The Investigation Commission, Russia’s main investigative agency, said on Tuesday that it has opened a new criminal case against Navalny on charges of widespread fraud in connection with his alleged mishandling of private donations of $ 5 million to his anti-corruption foundation and other organizations.
Navalny, who is recovering in Germany after August Poisoning with nerve gas Which he blamed on the Kremlin, he ridiculed the new accusations as a sign of provoking Vladimir Putin.
„It appears that Putin is in hysteria,” Navalny said of the Russian president on Twitter.
Navalny fell ill on August 20 while on a domestic flight in Russia and two days later he was still in a coma for treatment to Berlin, where he spent weeks in intensive care. Laboratories in Germany, France and Sweden, and tests conducted by the Organization for the Prohibition of Chemical Weapons, an intergovernmental body based in The Hague, have proven exposure to Novichok nerve gas from the Soviet era.
Navalny accused Putin of issuing orders to poison him. The Kremlin has repeatedly denied the accusation.
„They are trying to put me behind bars because I failed to die and to continue searching for my killers and to prove that Putin was behind them,” Navalny wrote on Twitter.
News of Navalny’s investigation came a day after he accused the country’s prison service of violating the terms of his suspended sentence in a previous case and given him one day to inform her office. In the decade that has passed since he began writing about official corruption in Russia and moved to run for political office, Navalny, 44, has been repeatedly arrested and faced with various charges.
The Federal Prison Service cited an article by doctors from the Charité Hospital in Berlin published in the medical journal The Lancet and indicated that Navalny had fully recovered. She ordered Navalny to visit her office in line with the terms of his suspended three-and-a-half-year prison sentence imposed in 2014 or facing a real prison sentence if he missed the deadline on Tuesday.
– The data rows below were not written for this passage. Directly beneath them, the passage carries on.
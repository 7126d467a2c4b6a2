//! Record shapes and data sources for the loan tracker dashboard
//!
//! Persistence lives in a remote backend that exposes the `deudores`,
//! `prestamos` and `conciliaciones` tables. This crate mirrors those rows as
//! typed records and defines the trait views use to fetch them.

pub mod schema;
pub mod sources;
pub mod stats;

use thiserror::Error;

// Re-exports
pub use schema::{Conciliation, ConciliationStatus, Debtor, Loan, LoanStatus, TableName};
pub use sources::{MemorySource, Snapshot, TableSource};
pub use stats::{ConciliationSummary, LoanStats};

/// Errors that can occur in data operations
#[derive(Error, Debug)]
pub enum DataError {
    #[error("I/O error: {0}")]
    Io(#[from] std::io::Error),

    #[error("JSON error: {0}")]
    Json(#[from] serde_json::Error),

    #[error("Unknown table: {0}")]
    UnknownTable(String),

    #[error("Record not found in {table}: {id}")]
    NotFound {
        table: TableName,
        id: i64,
    },

    #[error("Source unavailable: {0}")]
    Unavailable(String),
}
//! Portfolio statistics shown on the dashboard cards

use serde::{Serialize, Deserialize};

use crate::schema::{Conciliation, ConciliationStatus, Loan, LoanStatus};

/// Aggregate figures over a set of loans
#[derive(Debug, Clone, Default, PartialEq, Serialize, Deserialize)]
pub struct LoanStats {
    pub total_loans: usize,
    pub active: usize,
    pub paid: usize,
    pub overdue: usize,
    pub cancelled: usize,
    /// Principal lent, cancelled loans excluded
    pub total_principal: f64,
    /// Balance still owed on open loans
    pub outstanding_balance: f64,
    /// Balance owed on overdue loans
    pub overdue_balance: f64,
    /// Collected amount over total due, 0 when nothing is due
    pub collection_rate: f64,
}

impl LoanStats {
    /// Compute statistics for `loans`
    pub fn from_loans(loans: &[Loan]) -> Self {
        let mut stats = LoanStats {
            total_loans: loans.len(),
            ..Default::default()
        };
        let mut total_due = 0.0;
        let mut collected = 0.0;

        for loan in loans {
            match loan.status {
                LoanStatus::Active => stats.active += 1,
                LoanStatus::Paid => stats.paid += 1,
                LoanStatus::Overdue => stats.overdue += 1,
                LoanStatus::Cancelled => stats.cancelled += 1,
            }

            if loan.status == LoanStatus::Cancelled {
                continue;
            }

            stats.total_principal += loan.principal;
            total_due += loan.total_due();
            collected += loan.collected();

            if loan.status.is_open() {
                stats.outstanding_balance += loan.balance;
            }
            if loan.status == LoanStatus::Overdue {
                stats.overdue_balance += loan.balance;
            }
        }

        if total_due > 0.0 {
            stats.collection_rate = collected / total_due;
        }

        tracing::debug!(
            "Loan stats: {} loans, {} open, outstanding {:.2}",
            stats.total_loans,
            stats.open_loans(),
            stats.outstanding_balance
        );

        stats
    }

    pub fn open_loans(&self) -> usize {
        self.active + self.overdue
    }

    /// Share of open loans that are overdue
    pub fn overdue_ratio(&self) -> f64 {
        match self.open_loans() {
            0 => 0.0,
            open => self.overdue as f64 / open as f64,
        }
    }
}

/// Totals over a set of cash reconciliations
#[derive(Debug, Clone, Default, PartialEq, Serialize, Deserialize)]
pub struct ConciliationSummary {
    pub records: usize,
    pub expected: f64,
    pub collected: f64,
    pub expenses: f64,
    /// Sum of per-record differences, negative when money is missing
    pub difference: f64,
    pub shortfalls: usize,
}

impl ConciliationSummary {
    pub fn from_records(records: &[Conciliation]) -> Self {
        records.iter().fold(
            ConciliationSummary {
                records: records.len(),
                ..Default::default()
            },
            |mut summary, record| {
                summary.expected += record.expected_amount;
                summary.collected += record.collected_amount;
                summary.expenses += record.expenses;
                summary.difference += record.difference();
                if record.status() == ConciliationStatus::Shortfall {
                    summary.shortfalls += 1;
                }
                summary
            },
        )
    }
}

#[cfg(test)]
mod tests {
    use super::*;
    use chrono::NaiveDate;

    fn loan(id: i64, principal: f64, balance: f64, status: LoanStatus) -> Loan {
        Loan {
            id,
            debtor_id: id,
            principal,
            interest_rate: 0.0,
            installments: 10,
            installment_amount: principal / 10.0,
            balance,
            status,
            issued_on: NaiveDate::from_ymd_opt(2024, 1, 1).unwrap(),
        }
    }

    #[test]
    fn test_loan_stats() {
        let loans = vec![
            loan(1, 100.0, 40.0, LoanStatus::Active),
            loan(2, 200.0, 200.0, LoanStatus::Overdue),
            loan(3, 100.0, 0.0, LoanStatus::Paid),
            loan(4, 500.0, 500.0, LoanStatus::Cancelled),
        ];
        let stats = LoanStats::from_loans(&loans);

        assert_eq!(stats.total_loans, 4);
        assert_eq!(stats.open_loans(), 2);
        assert_eq!(stats.cancelled, 1);
        assert_eq!(stats.total_principal, 400.0);
        assert_eq!(stats.outstanding_balance, 240.0);
        assert_eq!(stats.overdue_balance, 200.0);
        // Collected 60 + 0 + 100 out of 400 due
        assert!((stats.collection_rate - 0.4).abs() < 1e-9);
        assert!((stats.overdue_ratio() - 0.5).abs() < 1e-9);
    }

    #[test]
    fn test_empty_portfolio() {
        let stats = LoanStats::from_loans(&[]);
        assert_eq!(stats, LoanStats::default());
        assert_eq!(stats.overdue_ratio(), 0.0);
    }

    #[test]
    fn test_conciliation_summary() {
        let day = NaiveDate::from_ymd_opt(2024, 5, 2).unwrap();
        let records = vec![
            Conciliation {
                id: 1,
                collector: "Rosa".to_string(),
                route: None,
                date: day,
                expected_amount: 300.0,
                collected_amount: 290.0,
                expenses: 20.0,
                notes: None,
            },
            Conciliation {
                id: 2,
                collector: "Mario".to_string(),
                route: None,
                date: day,
                expected_amount: 150.0,
                collected_amount: 150.0,
                expenses: 0.0,
                notes: Some("fuel paid by office".to_string()),
            },
        ];
        let summary = ConciliationSummary::from_records(&records);

        assert_eq!(summary.records, 2);
        assert_eq!(summary.expected, 450.0);
        assert_eq!(summary.expenses, 20.0);
        assert_eq!(summary.difference, -30.0);
        assert_eq!(summary.shortfalls, 1);
    }
}
//! View models for the loan tracker dashboard
//!
//! Views here never draw anything. They turn records into rendering-neutral
//! frames (rows of cells, stat cards, page summaries) that a UI layer can
//! paint however it likes.

mod dashboard_view;
mod variant;
pub mod tables;
pub mod cards;
mod roster;
mod conciliations;

pub use dashboard_view::{DashboardView, ViewId};
pub use variant::Variant;
pub use tables::{
    Cell, CellAlign, Column, HeaderCell, NavState, PageSummary, Row, TableConfig, TableFrame,
    TableView,
};
pub use cards::{LoanStatsPanel, StatCard, StatValue};
pub use roster::ClientRoster;
pub use conciliations::ConciliationTable;
//! Collectors' cash reconciliation records

use std::sync::Arc;

use lt_core::{DashboardSettings, EventBus};
use lt_data::{Conciliation, ConciliationStatus, ConciliationSummary, DataError, TableName, TableSource};

use crate::cards::{conciliation_cards, StatCard};
use crate::tables::{report_load, CellAlign, Column, TableFrame, TableView};
use crate::Variant;

fn amount(value: f64) -> String {
    format!("{:.2}", value)
}

fn status_variant(status: ConciliationStatus) -> Variant {
    match status {
        ConciliationStatus::Balanced => Variant::Success,
        ConciliationStatus::Surplus => Variant::Info,
        ConciliationStatus::Shortfall => Variant::Danger,
    }
}

/// Paginated conciliation records with summary cards
pub struct ConciliationTable {
    table: TableView<Conciliation>,
    rows: Vec<Conciliation>,
}

impl ConciliationTable {
    pub fn new(settings: &DashboardSettings) -> Self {
        let columns = vec![
            Column::new("Date", |c: &Conciliation| c.date.format("%Y-%m-%d").to_string()),
            Column::new("Collector", |c: &Conciliation| c.collector.clone()),
            Column::new("Route", |c: &Conciliation| c.route.clone().unwrap_or_default()),
            Column::new("Expected", |c: &Conciliation| amount(c.expected_amount)).align(CellAlign::Right),
            Column::new("Collected", |c: &Conciliation| amount(c.collected_amount)).align(CellAlign::Right),
            Column::new("Expenses", |c: &Conciliation| amount(c.expenses)).align(CellAlign::Right),
            Column::new("Difference", |c: &Conciliation| amount(c.difference())).align(CellAlign::Right),
            Column::new("Notes", |c: &Conciliation| c.notes.clone().unwrap_or_default()),
        ];

        let table = TableView::with_settings("Conciliations", columns, settings)
            .with_row_variant(|c: &Conciliation| status_variant(c.status()));

        Self {
            table,
            rows: Vec::new(),
        }
    }

    pub fn with_events(mut self, bus: Arc<EventBus>) -> Self {
        self.table = self.table.with_events(bus);
        self
    }

    /// Refetch the `conciliaciones` table; returns the new row count
    pub async fn refresh(&mut self, source: &dyn TableSource) -> Result<usize, DataError> {
        let result = source.conciliations().await;
        self.rows = report_load(TableName::Conciliaciones, result, self.table.events())?;
        Ok(self.rows.len())
    }

    pub fn set_rows(&mut self, rows: Vec<Conciliation>) {
        self.rows = rows;
    }

    pub fn rows(&self) -> &[Conciliation] {
        &self.rows
    }

    /// Totals over every record, not just the visible page
    pub fn summary(&self) -> ConciliationSummary {
        ConciliationSummary::from_records(&self.rows)
    }

    pub fn summary_cards(&self) -> Vec<StatCard> {
        conciliation_cards(&self.summary())
    }

    pub fn frame(&mut self) -> TableFrame {
        self.table.frame(&self.rows)
    }

    pub fn table(&mut self) -> &mut TableView<Conciliation> {
        &mut self.table
    }
}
Navalny, who had previously said he intended to return to Russia once he has fully recovered, ridiculed the request, saying that the F Prison Service’s reference to the article in The Lancet amounted to the government’s admission that he had been poisoned.
Russian authorities insisted that the doctors who treated Navalny in Siberia before flying him to Germany found no trace of the poison and demanded that German officials provide evidence of his poisoning. They refused to open a full criminal investigation, arguing that there was no evidence that Navalny had been poisoned.
The European Union imposed sanctions on six Russian officials and a government research institute after tests by the Organization for the Prohibition of Chemical Weapons concluded that Navalny had been exposed to Novichok. Russia responded by imposing sanctions on European Union officials.